Their eyes sparkled as they talked about all the nice activities they do in their free time. When they talked about how great it feels to have leisure and less exposure to things, I was almost a bit jealous. I thought of the circumstances that I feel when I sort out my winter fashion in spring and put it in the cubby and get my summer fashion out of it.
Minimalists just have to exchange two or three sweaters for two or three t-shirts, stow the winter boots and put on the strappy sandals, and they’re done! Maybe less is not less?
Frugalism: first save a lot, then be financially free
Frugalists do it a little differently than the micro-dwellers described in the TV report who had reduced both their residential expenses and their working hours. Frugalists seek one or more well-paid jobs to earn a lot of money. And every one of the earned dollars, which is not absolutely necessary, wanders on the high ridge.
“Savings rate? Everything under fifty percent is BS!”
Oliver writes in his frugalist blog. The savings move into ETFs and other funds and, through the compounding effect, grow over time into a comfortable financial cushion. Frugalists thus gain the freedom to change to a part-time job later, take a longer break or simply continue working and then retire at the age of 40 or 50 on their own terms.
Tempting: farewell to the standard life plan
This Oliver is still young. His goal is to be “financially independent” at the latest on his 40th birthday, which he defines for himself with a fortune of around $350,000 to $500,000. Honestly, for me, “financial independence” under one million would not be sustainable, but that can probably be determined by everyone for himself.
But to Oliver’s young age: The blogger “Financial Wise” explains that fortunes are made in ones 20s.
“Never again in life will revenue rise so quickly in such a short time. From apprentice to journeyman salary, from student jobber to junior engineer or junior consultant, that puts parts of the revenue aside “, so his understandable reasoning. “Whoever manages to…
- a) keep his costs as long as possible at the apprentice or student level,
- b) invest the saved money surplus sensibly and
- c) has time for the compound interest effect,
…will inevitably have a stately fortune at the age of 40 or 50, given the use of practical frugalism.”
I choose the middle ground
These are good and interesting insights for readers in the 20th, and as I’m in the same age. I draw my consequences from the engagement of frugalism. I do not want to be a typical frugalist, because I enjoy life and having fun!
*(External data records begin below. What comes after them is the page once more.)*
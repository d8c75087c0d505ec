use std::collections::BTreeMap;
use std::sync::{Arc, RwLock};

use crate::backend::builtin::IoTensor;
use crate::backend::{BackendContexts, BackendId};
use crate::error::{CompileError, CompileResult};
use crate::ir::OperandIndex;
use crate::tensor::Tensor;

/// One backend's view of the runtime tensors, keyed by operand index.
///
/// Three disjoint groups: boundary IO tensors (builtin registry only),
/// native tensors owned by this backend, and read-only migrants aliasing
/// another backend's natives. An operand index resolves to at most one
/// tensor per registry.
pub struct TensorRegistry {
    io: RwLock<BTreeMap<OperandIndex, Arc<IoTensor>>>,
    native: RwLock<BTreeMap<OperandIndex, Arc<dyn Tensor>>>,
    migrant: RwLock<BTreeMap<OperandIndex, Arc<dyn Tensor>>>,
}

impl TensorRegistry {
    pub fn new() -> Self {
        Self {
            io: RwLock::new(BTreeMap::new()),
            native: RwLock::new(BTreeMap::new()),
            migrant: RwLock::new(BTreeMap::new()),
        }
    }

    /// Resolves an operand to whichever tensor this registry knows for it.
    pub fn get(&self, index: OperandIndex) -> Option<Arc<dyn Tensor>> {
        if let Some(tensor) = self.io.read().expect("registry lock poisoned").get(&index) {
            return Some(Arc::clone(tensor) as Arc<dyn Tensor>);
        }
        if let Some(tensor) = self
            .native
            .read()
            .expect("registry lock poisoned")
            .get(&index)
        {
            return Some(Arc::clone(tensor));
        }
        self.migrant
            .read()
            .expect("registry lock poisoned")
            .get(&index)
            .cloned()
    }

    /// Resolves an operand to a tensor this registry owns (IO or native).
    pub fn get_own(&self, index: OperandIndex) -> Option<Arc<dyn Tensor>> {
        if let Some(tensor) = self.io.read().expect("registry lock poisoned").get(&index) {
            return Some(Arc::clone(tensor) as Arc<dyn Tensor>);
        }
        self.native
            .read()
            .expect("registry lock poisoned")
            .get(&index)
            .cloned()
    }

    pub fn io_tensor(&self, index: OperandIndex) -> Option<Arc<IoTensor>> {
        self.io
            .read()
            .expect("registry lock poisoned")
            .get(&index)
            .cloned()
    }

    pub fn set_native_tensor(
        &self,
        index: OperandIndex,
        tensor: Arc<dyn Tensor>,
    ) -> CompileResult<()> {
        let mut native = self.native.write().expect("registry lock poisoned");
        if native.contains_key(&index) {
            return Err(CompileError::tensor(format!(
                "native tensor for operand {index} registered twice"
            )));
        }
        native.insert(index, tensor);
        Ok(())
    }

    /// Registers a read-only alias of another backend's native tensor.
    pub fn set_migrant_tensor(
        &self,
        index: OperandIndex,
        tensor: Arc<dyn Tensor>,
    ) -> CompileResult<()> {
        let mut migrant = self.migrant.write().expect("registry lock poisoned");
        if migrant.contains_key(&index) {
            return Err(CompileError::tensor(format!(
                "migrant tensor for operand {index} registered twice"
            )));
        }
        migrant.insert(index, tensor);
        Ok(())
    }

    /// Installs a graph-IO boundary tensor. Builtin registry only.
    pub fn set_native_io_tensor(
        &self,
        index: OperandIndex,
        tensor: Arc<IoTensor>,
    ) -> CompileResult<()> {
        let mut io = self.io.write().expect("registry lock poisoned");
        if io.contains_key(&index) {
            return Err(CompileError::tensor(format!(
                "io tensor for operand {index} registered twice"
            )));
        }
        io.insert(index, tensor);
        Ok(())
    }
}

impl Default for TensorRegistry {
    fn default() -> Self {
        Self::new()
    }
}

/// Union view over every backend's registry, used wherever a tensor must be
/// found regardless of which backend owns it.
#[derive(Clone)]
pub struct TensorRegistries {
    registries: BTreeMap<BackendId, Arc<TensorRegistry>>,
    builtin: Option<Arc<TensorRegistry>>,
}

impl TensorRegistries {
    pub fn new(contexts: &BackendContexts) -> Self {
        let mut registries = BTreeMap::new();
        let mut builtin = None;
        for (id, context) in contexts {
            let registry = Arc::clone(context.tensor_registry());
            if id.as_str() == crate::backend::builtin::CONFIG_ID {
                builtin = Some(Arc::clone(&registry));
            }
            registries.insert(id.clone(), registry);
        }
        Self {
            registries,
            builtin,
        }
    }

    /// The builtin backend's registry; required for graph-IO wiring.
    pub fn builtin(&self) -> CompileResult<&Arc<TensorRegistry>> {
        self.builtin
            .as_ref()
            .ok_or_else(|| CompileError::config("builtin backend registry is missing"))
    }

    pub fn registry(&self, id: &BackendId) -> Option<&Arc<TensorRegistry>> {
        self.registries.get(id)
    }

    /// Resolves an operand across the union of all registries, preferring
    /// owned tensors over migrant aliases.
    pub fn get(&self, index: OperandIndex) -> Option<Arc<dyn Tensor>> {
        for registry in self.registries.values() {
            if let Some(tensor) = registry.get_own(index) {
                return Some(tensor);
            }
        }
        for registry in self.registries.values() {
            if let Some(tensor) = registry.get(index) {
                return Some(tensor);
            }
        }
        None
    }

    pub fn iter(&self) -> impl Iterator<Item = (&BackendId, &Arc<TensorRegistry>)> {
        self.registries.iter()
    }
}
On the other hand, I realize that I can either save or spend every single dollar I make, and that too many things are burdensome in the end. And a little braking may be needed. So, I’m going to visit and read all the frugalist blogs I stumble over at least once a week in the future to learn all my options. That will ground me and hopefully save me from the worst consumer sins so that I too will be financially free through frugalism, just like Oliver, but in my 30s.
But for now, I’m going to eat with friends first and tomorrow I will work on my path towards financial freedom! In the meantime, you can share your thoughts with all of us in the comment box below.